Econ 101 focuses entirely on the mutual benefit of trade, treating it as a clear win-win, and dismisses concerns about exploitation as irrelevant. Critics, by contrast, are so appalled by the exploitative aspect of such relationships that they often deny the mutual benefit altogether. Both sides fail to see that trade can improve lives while still being exploitative. These are not contradictions; they are two truths operating simultaneously.
For (stylized) example, when rich countries (or thus their companies) offshore to places like Bangladesh or earlier South Korea, they often offer wages that are slightly better than local alternatives — a clear improvement for workers. However, those same companies leverage their stronger bargaining position to offer the bare minimum necessary to secure labor, stopping far short of providing what might be considered fair compensation. This is both a win-win in economic terms and exploitative in a moral sense. Recognizing this duality doesn’t require redefining exploitation — it simply requires acknowledging it.
This misunderstanding leads to counterproductive responses. Economists too quickly dismiss concerns about exploitation, while critics focus on measures like boycotts or buying expensive domestic products, which may (net) harm poor offshore workers. I think also Will MacAskill noted in Doing Good Better this issue, and that the elephant in the room is that the rich should help the poor independently of the question of the labor exchange itself, i.e. that the overwhelming moral point is that, if we care, we should simply donate some of our resources.
Exploitation isn’t about minor adjustments to working conditions or wages. It’s about recognizing how voluntary trade, while beneficial, can still be exploitative if the party with the excessively limited outside options has to put in unjustifiably much while gaining unjustifiably little. This applies to sweatshop factories just as much as to surrogate mother-ship or mineral resource mining—and maybe to Bob in your example, independently of they phone call details.

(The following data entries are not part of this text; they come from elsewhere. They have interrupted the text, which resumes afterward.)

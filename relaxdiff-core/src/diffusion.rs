//! Explicit finite-difference diffusion on a 2D scalar field.
//!
//! Each step applies the 5-point Laplacian under zero-flux (Neumann) boundaries
//! and advances the field with forward Euler:
//!
//! ```text
//! u' = u + D * dt / dx² * (up + down + left + right - 4u)
//! ```
//!
//! Edge cells see themselves as their missing neighbour, so no mass leaves the grid.

use std::collections::HashSet;

use ndarray::{Array2, ArrayView2, ArrayViewD, Ix2};
#[cfg(feature = "parallel")]
use rayon::prelude::*;
use tracing::{debug, warn};

use crate::error::{Result, SimError};

/// Fraction of the stability bound `dx² / (4D)` used when `dt` is derived.
pub const STABILITY_SAFETY: f64 = 0.9;

#[derive(Debug, Clone, PartialEq)]
#[cfg_attr(feature = "serde", derive(serde::Serialize, serde::Deserialize))]
#[cfg_attr(feature = "serde", serde(default))]
pub struct DiffusionConfig {
    /// Diffusion coefficient `D`.
    pub coefficient: f64,
    /// Spatial step.
    pub dx: f64,
    /// Time step. Derived from the stability bound when `None`.
    pub dt: Option<f64>,
    pub total_time: f64,
    /// Times to record, matched to the nearest step. `None` (or empty) records every step.
    pub snapshot_times: Option<Vec<f64>>,
    /// Keep a copy of the field at every recorded time.
    pub keep_frames: bool,
}

impl Default for DiffusionConfig {
    fn default() -> Self {
        DiffusionConfig {
            coefficient: 0.1,
            dx: 1.0,
            dt: None,
            total_time: 1.0,
            snapshot_times: None,
            keep_frames: false,
        }
    }
}

impl DiffusionConfig {
    pub fn new(coefficient: f64, dx: f64, total_time: f64) -> Self {
        DiffusionConfig {
            coefficient,
            dx,
            total_time,
            ..Default::default()
        }
    }

    pub fn with_dt(mut self, dt: f64) -> Self {
        self.dt = Some(dt);
        self
    }

    pub fn with_snapshots<I: IntoIterator<Item = f64>>(mut self, times: I) -> Self {
        self.snapshot_times = Some(times.into_iter().collect());
        self
    }

    pub fn with_frames(mut self, keep: bool) -> Self {
        self.keep_frames = keep;
        self
    }

    /// Largest step for which the explicit update stays bounded.
    pub fn stability_limit(&self) -> f64 {
        self.dx * self.dx / (4.0 * self.coefficient)
    }

    /// Step used when the caller leaves `dt` unset.
    pub fn stable_dt(&self) -> f64 {
        STABILITY_SAFETY * self.dx * self.dx / (4.0 * self.coefficient)
    }

    /// The step that a run with this config will use.
    pub fn resolve_dt(&self) -> Result<f64> {
        let dt = self.dt.unwrap_or_else(|| self.stable_dt());
        if dt <= 0.0 {
            return Err(SimError::invalid(
                "dt",
                format!("time step must be positive, got {dt}"),
            ));
        }
        if !dt.is_finite() {
            return Err(SimError::invalid(
                "dt",
                format!("time step must be finite, got {dt}"),
            ));
        }
        Ok(dt)
    }

    /// Number of steps needed to cover `total_time`.
    pub fn step_count(&self, dt: f64) -> Result<usize> {
        if !self.total_time.is_finite() {
            return Err(SimError::invalid(
                "total_time",
                format!("must be finite, got {}", self.total_time),
            ));
        }
        let steps = (self.total_time / dt).ceil();
        Ok(if steps > 0.0 { steps as usize } else { 0 })
    }

    // Step indices to record, or `None` for every step.
    fn recorded_steps(&self, dt: f64) -> Result<Option<HashSet<i64>>> {
        let times = match self.snapshot_times.as_deref() {
            None | Some([]) => return Ok(None),
            Some(times) => times,
        };
        let mut steps = HashSet::with_capacity(times.len());
        for &t in times {
            if !t.is_finite() {
                return Err(SimError::invalid(
                    "snapshot_times",
                    format!("snapshot time must be finite, got {t}"),
                ));
            }
            // Ties go to the even step.
            steps.insert((t / dt).round_ties_even() as i64);
        }
        Ok(Some(steps))
    }
}

#[derive(Debug, Clone, PartialEq)]
pub struct DiffusionResult {
    /// Field after the last step.
    pub field: Array2<f64>,
    /// Ascending simulation times that were recorded.
    pub time_points: Vec<f64>,
    /// Step size actually used.
    pub dt: f64,
    pub steps: usize,
    /// Field copies matching `time_points`, filled only when `keep_frames` is set.
    pub frames: Vec<Array2<f64>>,
}

/// Run the stepper on an array of any rank; anything but a 2D grid is a shape error.
pub fn diffuse(initial: ArrayViewD<'_, f64>, cfg: &DiffusionConfig) -> Result<DiffusionResult> {
    let ndim = initial.ndim();
    let field = initial.into_dimensionality::<Ix2>().map_err(|_| {
        SimError::Shape(format!(
            "initial field must be 2-dimensional, got {ndim} dimensions"
        ))
    })?;
    diffuse_field(field, cfg)
}

pub fn diffuse_field(
    initial: ArrayView2<'_, f64>,
    cfg: &DiffusionConfig,
) -> Result<DiffusionResult> {
    let dt = cfg.resolve_dt()?;
    let steps = cfg.step_count(dt)?;
    let record = cfg.recorded_steps(dt)?;

    if cfg.dt.is_some() && dt > cfg.stability_limit() {
        warn!(
            dt,
            limit = cfg.stability_limit(),
            "time step exceeds the explicit stability bound"
        );
    }

    let (rows, cols) = initial.dim();
    debug!(rows, cols, dt, steps, "diffusion run");

    let mut grid = Grid::new(rows, cols, initial.iter().copied().collect());
    let c = cfg.coefficient * dt / (cfg.dx * cfg.dx);

    let mut time_points = Vec::new();
    let mut frames = Vec::new();
    for step in 1..=steps {
        grid.explicit_step(c);

        let recorded = record
            .as_ref()
            .is_none_or(|wanted| wanted.contains(&(step as i64)));
        if recorded {
            time_points.push(step as f64 * dt);
            if cfg.keep_frames {
                frames.push(grid.to_array()?);
            }
        }
    }

    Ok(DiffusionResult {
        field: grid.into_array()?,
        time_points,
        dt,
        steps,
        frames,
    })
}

/// Discrete 5-point Laplacian with zero-flux boundaries.
pub fn laplacian(field: ArrayView2<'_, f64>) -> Array2<f64> {
    let (rows, cols) = field.dim();
    let src: Vec<f64> = field.iter().copied().collect();
    Array2::from_shape_fn((rows, cols), |(y, x)| laplacian_at(&src, rows, cols, y, x))
}

#[inline]
fn laplacian_at(src: &[f64], rows: usize, cols: usize, y: usize, x: usize) -> f64 {
    let i = y * cols + x;
    let u = src[i];
    let up = if y > 0 { src[i - cols] } else { u };
    let down = if y + 1 < rows { src[i + cols] } else { u };
    let left = if x > 0 { src[i - 1] } else { u };
    let right = if x + 1 < cols { src[i + 1] } else { u };
    (up + down + left + right) - 4.0 * u
}

fn update_row(src: &[f64], rows: usize, cols: usize, y: usize, c: f64, out: &mut [f64]) {
    let row = y * cols;
    for (x, v) in out.iter_mut().enumerate() {
        *v = src[row + x] + c * laplacian_at(src, rows, cols, y, x);
    }
}

// Row-major working buffers; `next` is only ever read after a full step.
struct Grid {
    rows: usize,
    cols: usize,
    field: Vec<f64>,
    next: Vec<f64>,
}

impl Grid {
    fn new(rows: usize, cols: usize, field: Vec<f64>) -> Self {
        let next = vec![0.0; field.len()];
        Grid {
            rows,
            cols,
            field,
            next,
        }
    }

    fn explicit_step(&mut self, c: f64) {
        if self.field.is_empty() {
            return;
        }
        let (rows, cols) = (self.rows, self.cols);
        let src = &self.field;

        #[cfg(feature = "parallel")]
        self.next
            .par_chunks_mut(cols)
            .enumerate()
            .for_each(|(y, out)| update_row(src, rows, cols, y, c, out));

        #[cfg(not(feature = "parallel"))]
        for (y, out) in self.next.chunks_mut(cols).enumerate() {
            update_row(src, rows, cols, y, c, out);
        }

        self.swap_buffers();
    }

    fn swap_buffers(&mut self) {
        std::mem::swap(&mut self.field, &mut self.next);
    }

    fn to_array(&self) -> Result<Array2<f64>> {
        Array2::from_shape_vec((self.rows, self.cols), self.field.clone())
            .map_err(|e| SimError::Shape(e.to_string()))
    }

    fn into_array(self) -> Result<Array2<f64>> {
        Array2::from_shape_vec((self.rows, self.cols), self.field)
            .map_err(|e| SimError::Shape(e.to_string()))
    }
}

that the elephant in the room is that the rich should help the poor independently of the question of the labor exchange itself, i.e. that the overwhelming moral point is that, if we care, we should simply donate some of our resources.
“Should” is a red flag word, which serves to hide the facets of reality that generate sense of obligation. It helps to taboo it, and find out what’s left.
If a rich person wants to help the poor, it will be more effective so simply help the poor—i.e. with some of their own resources. Trying to distort the market leads to smaller gains from trade which could be used to help the poor. So far so good.
If someone else want’s the rich person to help the poor with the rich person’s resources, then with what will this rich person be motivated? If the goodness of their own hearts is enough, then this “someone else” is irrelevant, and not in the picture. If the rich person is to be motivated by gains from trade with someone else, then great. However, this is equivalent to the trade partners demanding more of the surplus and then donating it themselves, so again we’re out of luck.
If we’re talking about obligating the rich person to spend their resources on poor people, then they’re de facto not the rich person’s resources anymore, and we’re distorting the market by force in order to get there. Now we have to deal with unfree trade and the lack of gains from trade that we could have had.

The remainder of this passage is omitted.